Logramos pasar el río y bajar la montaña de Chambellan. Las
lluvias seguían siendo intensas, el camino resbaladizo y la idea de
retornar esa misma noche a Puerto Príncipe mermaba con cada charco
que intentaba esquivar el Nissan Patrol en el que nos movíamos.
Al otro día, con la mañana un poco más despejada, emprendimos
rumbo a la capital o al menos eso pretendíamos, hasta que un enorme
deslave de tierra de la montaña cerró el camino. En el fango había
quedado semisepultado un tap tap (taxi) y un poco más
adelante otro río también cerraba el tránsito. De modo que, aun
pasada la tormenta, la Grand´Anse continuaba aislada e incomunicada
del resto del país.
Otro regreso más a Jérémie, nos dijimos, y la idea se nos quitó
tan pronto vimos escardado uno de los cimientos del primer puente en
la entrada a la ciudad. El hecho nos conmocionó a todos, hacía menos
de dos horas habíamos pasado por el mismo puente sin notar nada. Un
carro de las tropas de Naciones Unidas impedía el paso de vehículos
y quedamos encerrados nuevamente en medio de la carretera por los
caprichos de la naturaleza.
Los dos médicos a los que acompañaba lograron cruzar el puente a
pie y hacer un trasbordo. Del otro lado, imposibilitados, quedaban
el carro y el chofer. Todo lo que había sucedido hasta ese entonces
me parecía una película de absurdos y, aunque ya tenía bastante que
contar del viaje, decidí quedarme y ver cómo terminaba lo que
aparentaba ser un irónico y real juego del destino.

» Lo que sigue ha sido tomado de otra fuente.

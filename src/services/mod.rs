//! Service layer: credential scope storage and its binding to contexts.

pub mod context_binding;
pub mod scope_store;

pub use context_binding::{CredentialBinding, SCOPE_KEY};
pub use scope_store::ScopeStore;
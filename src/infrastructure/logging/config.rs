use serde::{Deserialize, Serialize};
use std::path::PathBuf;

use crate::domain::models::LoggingConfig;

/// Logging configuration
#[derive(Debug, Clone, Serialize, Deserialize)]
pub struct LogConfig {
    /// Log level (trace, debug, info, warn, error)
    #[serde(default = "default_log_level")]
    pub level: String,

    /// Output format (json, pretty)
    #[serde(default)]
    pub format: LogFormat,

    /// Directory for log files (optional, if None logs only to stdout)
    pub log_dir: Option<PathBuf>,

    /// Enable stdout logging
    #[serde(default = "default_true")]
    pub enable_stdout: bool,

    /// Log rotation policy
    #[serde(default)]
    pub rotation: RotationPolicy,
}

#[derive(Debug, Clone, Copy, Default, Serialize, Deserialize, PartialEq, Eq)]
#[serde(rename_all = "lowercase")]
/// Output format for log lines
pub enum LogFormat {
    /// One JSON object per event
    #[default]
    Json,
    /// Multi-line human-readable output
    Pretty,
}

#[derive(Debug, Clone, Copy, Default, Serialize, Deserialize, PartialEq, Eq)]
#[serde(rename_all = "lowercase")]
/// How often the log file rolls over
pub enum RotationPolicy {
    /// New file each day
    #[default]
    Daily,
    /// New file each hour
    Hourly,
    /// Single file
    Never,
}

impl Default for LogConfig {
    fn default() -> Self {
        Self {
            level: default_log_level(),
            format: LogFormat::default(),
            log_dir: None,
            enable_stdout: true,
            rotation: RotationPolicy::default(),
        }
    }
}

impl From<&LoggingConfig> for LogConfig {
    /// Stdout-only logger settings from validated application config.
    fn from(config: &LoggingConfig) -> Self {
        let format = if config.format.eq_ignore_ascii_case("pretty") {
            LogFormat::Pretty
        } else {
            LogFormat::Json
        };
        Self {
            level: config.level.clone(),
            format,
            ..Self::default()
        }
    }
}

fn default_log_level() -> String {
    "info".to_string()
}

const fn default_true() -> bool {
    true
}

La única opción que teníamos era volver a atravesar el escabroso
camino de Corail, a 45 kilómetros de donde estábamos. La historia
que viví en Corail merece otras líneas aparte. Tres días más pasé en
ese pueblo antes de llegar a Puerto Príncipe. La tormenta lo
revolvió todo. Los caminos de Haití continúan estragados e
incomunicados por las lluvias del huracán, las crecidas de ríos,
deslaves de tierras y barricadas de manifestaciones humanas. Antes
de llegar a la Grand´Anse no pensé ver modos de vida tan precarios y
miserias tan extremas. Tampoco pensé en tener una aventura y, sin
embargo, con este viaje más de uno podría sentir que la he tenido.